Each entry must be written out again exactly as it stands.
____ DATA FOR ANALYSIS
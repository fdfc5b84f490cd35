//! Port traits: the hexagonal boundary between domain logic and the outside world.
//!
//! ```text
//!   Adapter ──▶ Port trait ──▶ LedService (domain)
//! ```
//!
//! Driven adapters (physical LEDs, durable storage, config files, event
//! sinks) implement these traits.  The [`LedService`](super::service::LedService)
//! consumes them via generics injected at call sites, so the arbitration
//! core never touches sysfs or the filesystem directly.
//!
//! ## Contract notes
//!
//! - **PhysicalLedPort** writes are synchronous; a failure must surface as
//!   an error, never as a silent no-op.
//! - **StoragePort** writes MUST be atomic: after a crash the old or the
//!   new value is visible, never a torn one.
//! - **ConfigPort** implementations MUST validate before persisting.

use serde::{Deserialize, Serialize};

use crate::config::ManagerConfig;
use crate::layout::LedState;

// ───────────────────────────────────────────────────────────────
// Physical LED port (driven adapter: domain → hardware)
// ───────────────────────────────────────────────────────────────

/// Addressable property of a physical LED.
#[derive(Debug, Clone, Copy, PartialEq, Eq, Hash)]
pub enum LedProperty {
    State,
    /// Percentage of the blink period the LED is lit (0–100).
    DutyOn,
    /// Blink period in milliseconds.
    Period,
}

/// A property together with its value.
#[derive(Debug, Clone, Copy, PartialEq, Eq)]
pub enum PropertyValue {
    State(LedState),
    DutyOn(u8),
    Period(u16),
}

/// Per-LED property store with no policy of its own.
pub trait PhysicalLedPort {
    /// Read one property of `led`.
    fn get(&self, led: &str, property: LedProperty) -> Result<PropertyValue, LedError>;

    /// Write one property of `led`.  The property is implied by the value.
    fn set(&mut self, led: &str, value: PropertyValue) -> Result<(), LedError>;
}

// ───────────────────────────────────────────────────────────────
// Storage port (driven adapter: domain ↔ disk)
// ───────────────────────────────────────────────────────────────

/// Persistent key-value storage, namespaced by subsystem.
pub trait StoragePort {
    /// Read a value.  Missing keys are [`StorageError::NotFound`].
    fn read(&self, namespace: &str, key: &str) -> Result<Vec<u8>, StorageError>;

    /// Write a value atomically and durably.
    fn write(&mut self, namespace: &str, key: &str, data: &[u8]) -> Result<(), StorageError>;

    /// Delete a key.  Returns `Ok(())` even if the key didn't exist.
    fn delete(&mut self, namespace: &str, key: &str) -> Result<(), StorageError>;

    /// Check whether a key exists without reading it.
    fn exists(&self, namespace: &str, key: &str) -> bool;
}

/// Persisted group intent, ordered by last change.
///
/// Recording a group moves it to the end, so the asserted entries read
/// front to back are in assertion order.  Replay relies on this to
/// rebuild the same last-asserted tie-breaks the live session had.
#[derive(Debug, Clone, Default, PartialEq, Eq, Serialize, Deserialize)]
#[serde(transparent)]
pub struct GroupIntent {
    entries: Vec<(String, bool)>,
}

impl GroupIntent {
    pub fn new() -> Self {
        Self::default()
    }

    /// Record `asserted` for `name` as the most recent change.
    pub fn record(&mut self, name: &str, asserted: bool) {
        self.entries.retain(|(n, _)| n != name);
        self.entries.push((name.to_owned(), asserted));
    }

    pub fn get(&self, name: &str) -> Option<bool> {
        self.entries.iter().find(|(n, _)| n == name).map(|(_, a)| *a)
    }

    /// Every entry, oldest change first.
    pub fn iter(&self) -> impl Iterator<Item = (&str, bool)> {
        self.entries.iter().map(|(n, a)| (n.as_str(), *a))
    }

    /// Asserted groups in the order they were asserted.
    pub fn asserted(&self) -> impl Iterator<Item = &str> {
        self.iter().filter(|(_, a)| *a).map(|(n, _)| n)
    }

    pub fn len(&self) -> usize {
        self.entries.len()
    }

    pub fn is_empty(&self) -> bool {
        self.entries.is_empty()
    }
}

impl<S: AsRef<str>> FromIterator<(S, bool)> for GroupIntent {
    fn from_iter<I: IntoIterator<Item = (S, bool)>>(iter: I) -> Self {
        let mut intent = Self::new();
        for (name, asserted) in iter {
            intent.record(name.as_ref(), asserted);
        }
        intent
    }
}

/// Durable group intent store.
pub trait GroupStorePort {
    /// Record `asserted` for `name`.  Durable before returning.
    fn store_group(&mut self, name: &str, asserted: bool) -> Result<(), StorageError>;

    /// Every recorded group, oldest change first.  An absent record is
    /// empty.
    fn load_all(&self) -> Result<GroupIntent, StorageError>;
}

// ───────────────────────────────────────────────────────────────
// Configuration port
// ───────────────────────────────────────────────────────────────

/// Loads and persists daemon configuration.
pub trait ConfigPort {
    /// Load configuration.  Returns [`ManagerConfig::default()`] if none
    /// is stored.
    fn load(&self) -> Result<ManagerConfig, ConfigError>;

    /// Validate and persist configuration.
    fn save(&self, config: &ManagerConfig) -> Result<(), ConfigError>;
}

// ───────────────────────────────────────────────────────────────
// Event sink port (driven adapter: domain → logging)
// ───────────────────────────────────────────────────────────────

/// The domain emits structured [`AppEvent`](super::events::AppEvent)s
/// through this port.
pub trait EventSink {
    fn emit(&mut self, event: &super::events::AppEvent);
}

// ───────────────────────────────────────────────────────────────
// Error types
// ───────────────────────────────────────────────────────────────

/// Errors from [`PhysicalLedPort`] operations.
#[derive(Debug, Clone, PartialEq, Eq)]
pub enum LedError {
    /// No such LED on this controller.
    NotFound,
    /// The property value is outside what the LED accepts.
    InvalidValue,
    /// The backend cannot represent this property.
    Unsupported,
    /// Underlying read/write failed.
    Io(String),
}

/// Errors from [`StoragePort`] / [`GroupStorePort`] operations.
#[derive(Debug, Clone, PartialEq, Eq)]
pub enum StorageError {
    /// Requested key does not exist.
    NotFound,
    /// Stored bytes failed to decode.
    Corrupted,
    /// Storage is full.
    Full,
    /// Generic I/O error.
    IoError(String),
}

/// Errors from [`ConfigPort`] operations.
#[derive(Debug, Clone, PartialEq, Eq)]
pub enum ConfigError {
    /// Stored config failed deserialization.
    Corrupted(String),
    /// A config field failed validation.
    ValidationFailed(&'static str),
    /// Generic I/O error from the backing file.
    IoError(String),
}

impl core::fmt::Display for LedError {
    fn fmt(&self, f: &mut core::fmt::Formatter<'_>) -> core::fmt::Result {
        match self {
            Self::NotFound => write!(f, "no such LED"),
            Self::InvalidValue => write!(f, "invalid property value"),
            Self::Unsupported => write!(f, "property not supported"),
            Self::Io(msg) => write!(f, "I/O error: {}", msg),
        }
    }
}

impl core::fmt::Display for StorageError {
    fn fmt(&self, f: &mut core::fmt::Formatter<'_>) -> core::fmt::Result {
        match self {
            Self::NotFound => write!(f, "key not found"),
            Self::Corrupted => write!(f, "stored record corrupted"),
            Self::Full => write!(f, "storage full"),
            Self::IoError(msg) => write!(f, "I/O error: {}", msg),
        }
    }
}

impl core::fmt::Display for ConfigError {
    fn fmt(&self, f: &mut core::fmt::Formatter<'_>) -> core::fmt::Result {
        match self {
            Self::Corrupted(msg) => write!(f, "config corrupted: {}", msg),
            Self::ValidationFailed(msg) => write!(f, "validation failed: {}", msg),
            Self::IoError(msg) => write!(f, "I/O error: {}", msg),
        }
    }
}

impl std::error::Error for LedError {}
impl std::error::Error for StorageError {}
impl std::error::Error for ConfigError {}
________
RESPONSE:
repository fdfc5b84f490cd35
//! Port traits: the hexagonal boundary between domain logic and the outside world.
//!
//! ```text
//!   Adapter ──▶ Port trait ──▶ LedService (domain)
//! ```
//!
//! Driven adapters (physical LEDs, durable storage, config files, event
//! sinks) implement these traits.  The [`LedService`](super::service::LedService)
//! consumes them via generics injected at call sites, so the arbitration
//! core never touches sysfs or the filesystem directly.
//!
//! ## Contract notes
//!
//! - **PhysicalLedPort** writes are synchronous; a failure must surface as
//!   an error, never as a silent no-op.
//! - **StoragePort** writes MUST be atomic: after a crash the old or the
//!   new value is visible, never a torn one.
//! - **ConfigPort** implementations MUST validate before persisting.

use serde::{Deserialize, Serialize};

use crate::config::ManagerConfig;
use crate::layout::LedState;

// ───────────────────────────────────────────────────────────────
// Physical LED port (driven adapter: domain → hardware)
// ───────────────────────────────────────────────────────────────

/// Addressable property of a physical LED.
#[derive(Debug, Clone, Copy, PartialEq, Eq, Hash)]
pub enum LedProperty {
    State,
    /// Percentage of the blink period the LED is lit (0–100).
    DutyOn,
    /// Blink period in milliseconds.
    Period,
}

/// A property together with its value.
#[derive(Debug, Clone, Copy, PartialEq, Eq)]
pub enum PropertyValue {
    State(LedState),
    DutyOn(u8),
    Period(u16),
}

/// Per-LED property store with no policy of its own.
pub trait PhysicalLedPort {
    /// Read one property of `led`.
    fn get(&self, led: &str, property: LedProperty) -> Result<PropertyValue, LedError>;

    /// Write one property of `led`.  The property is implied by the value.
    fn set(&mut self, led: &str, value: PropertyValue) -> Result<(), LedError>;
}

// ───────────────────────────────────────────────────────────────
// Storage port (driven adapter: domain ↔ disk)
// ───────────────────────────────────────────────────────────────

/// Persistent key-value storage, namespaced by subsystem.
pub trait StoragePort {
    /// Read a value.  Missing keys are [`StorageError::NotFound`].
    fn read(&self, namespace: &str, key: &str) -> Result<Vec<u8>, StorageError>;

    /// Write a value atomically and durably.
    fn write(&mut self, namespace: &str, key: &str, data: &[u8]) -> Result<(), StorageError>;

    /// Delete a key.  Returns `Ok(())` even if the key didn't exist.
    fn delete(&mut self, namespace: &str, key: &str) -> Result<(), StorageError>;

    /// Check whether a key exists without reading it.
    fn exists(&self, namespace: &str, key: &str) -> bool;
}

/// Persisted group intent, ordered by last change.
///
/// Recording a group moves it to the end, so the asserted entries read
/// front to back are in assertion order.  Replay relies on this to
/// rebuild the same last-asserted tie-breaks the live session had.
#[derive(Debug, Clone, Default, PartialEq, Eq, Serialize, Deserialize)]
#[serde(transparent)]
pub struct GroupIntent {
    entries: Vec<(String, bool)>,
}

impl GroupIntent {
    pub fn new() -> Self {
        Self::default()
    }

    /// Record `asserted` for `name` as the most recent change.
    pub fn record(&mut self, name: &str, asserted: bool) {
        self.entries.retain(|(n, _)| n != name);
        self.entries.push((name.to_owned(), asserted));
    }

    pub fn get(&self, name: &str) -> Option<bool> {
        self.entries.iter().find(|(n, _)| n == name).map(|(_, a)| *a)
    }

    /// Every entry, oldest change first.
    pub fn iter(&self) -> impl Iterator<Item = (&str, bool)> {
        self.entries.iter().map(|(n, a)| (n.as_str(), *a))
    }

    /// Asserted groups in the order they were asserted.
    pub fn asserted(&self) -> impl Iterator<Item = &str> {
        self.iter().filter(|(_, a)| *a).map(|(n, _)| n)
    }

    pub fn len(&self) -> usize {
        self.entries.len()
    }

    pub fn is_empty(&self) -> bool {
        self.entries.is_empty()
    }
}

impl<S: AsRef<str>> FromIterator<(S, bool)> for GroupIntent {
    fn from_iter<I: IntoIterator<Item = (S, bool)>>(iter: I) -> Self {
        let mut intent = Self::new();
        for (name, asserted) in iter {
            intent.record(name.as_ref(), asserted);
        }
        intent
    }
}

/// Durable group intent store.
pub trait GroupStorePort {
    /// Record `asserted` for `name`.  Durable before returning.
    fn store_group(&mut self, name: &str, asserted: bool) -> Result<(), StorageError>;

    /// Every recorded group, oldest change first.  An absent record is
    /// empty.
    fn load_all(&self) -> Result<GroupIntent, StorageError>;
}

// ───────────────────────────────────────────────────────────────
// Configuration port
// ───────────────────────────────────────────────────────────────

/// Loads and persists daemon configuration.
pub trait ConfigPort {
    /// Load configuration.  Returns [`ManagerConfig::default()`] if none
    /// is stored.
    fn load(&self) -> Result<ManagerConfig, ConfigError>;

    /// Validate and persist configuration.
    fn save(&self, config: &ManagerConfig) -> Result<(), ConfigError>;
}

// ───────────────────────────────────────────────────────────────
// Event sink port (driven adapter: domain → logging)
// ───────────────────────────────────────────────────────────────

/// The domain emits structured [`AppEvent`](super::events::AppEvent)s
/// through this port.
pub trait EventSink {
    fn emit(&mut self, event: &super::events::AppEvent);
}

// ───────────────────────────────────────────────────────────────
// Error types
// ───────────────────────────────────────────────────────────────

/// Errors from [`PhysicalLedPort`] operations.
#[derive(Debug, Clone, PartialEq, Eq)]
pub enum LedError {
    /// No such LED on this controller.
    NotFound,
    /// The property value is outside what the LED accepts.
    InvalidValue,
    /// The backend cannot represent this property.
    Unsupported,
    /// Underlying read/write failed.
    Io(String),
}

/// Errors from [`StoragePort`] / [`GroupStorePort`] operations.
#[derive(Debug, Clone, PartialEq, Eq)]
pub enum StorageError {
    /// Requested key does not exist.
    NotFound,
    /// Stored bytes failed to decode.
    Corrupted,
    /// Storage is full.
    Full,
    /// Generic I/O error.
    IoError(String),
}

/// Errors from [`ConfigPort`] operations.
#[derive(Debug, Clone, PartialEq, Eq)]
pub enum ConfigError {
    /// Stored config failed deserialization.
    Corrupted(String),
    /// A config field failed validation.
    ValidationFailed(&'static str),
    /// Generic I/O error from the backing file.
    IoError(String),
}

impl core::fmt::Display for LedError {
    fn fmt(&self, f: &mut core::fmt::Formatter<'_>) -> core::fmt::Result {
        match self {
            Self::NotFound => write!(f, "no such LED"),
            Self::InvalidValue => write!(f, "invalid property value"),
            Self::Unsupported => write!(f, "property not supported"),
            Self::Io(msg) => write!(f, "I/O error: {}", msg),
        }
    }
}

impl core::fmt::Display for StorageError {
    fn fmt(&self, f: &mut core::fmt::Formatter<'_>) -> core::fmt::Result {
        match self {
            Self::NotFound => write!(f, "key not found"),
            Self::Corrupted => write!(f, "stored record corrupted"),
            Self::Full => write!(f, "storage full"),
            Self::IoError(msg) => write!(f, "I/O error: {}", msg),
        }
    }
}

impl core::fmt::Display for ConfigError {
    fn fmt(&self, f: &mut core::fmt::Formatter<'_>) -> core::fmt::Result {
        match self {
            Self::Corrupted(msg) => write!(f, "config corrupted: {}", msg),
            Self::ValidationFailed(msg) => write!(f, "validation failed: {}", msg),
            Self::IoError(msg) => write!(f, "I/O error: {}", msg),
        }
    }
}

impl std::error::Error for LedError {}
impl std::error::Error for StorageError {}
impl std::error::Error for ConfigError {}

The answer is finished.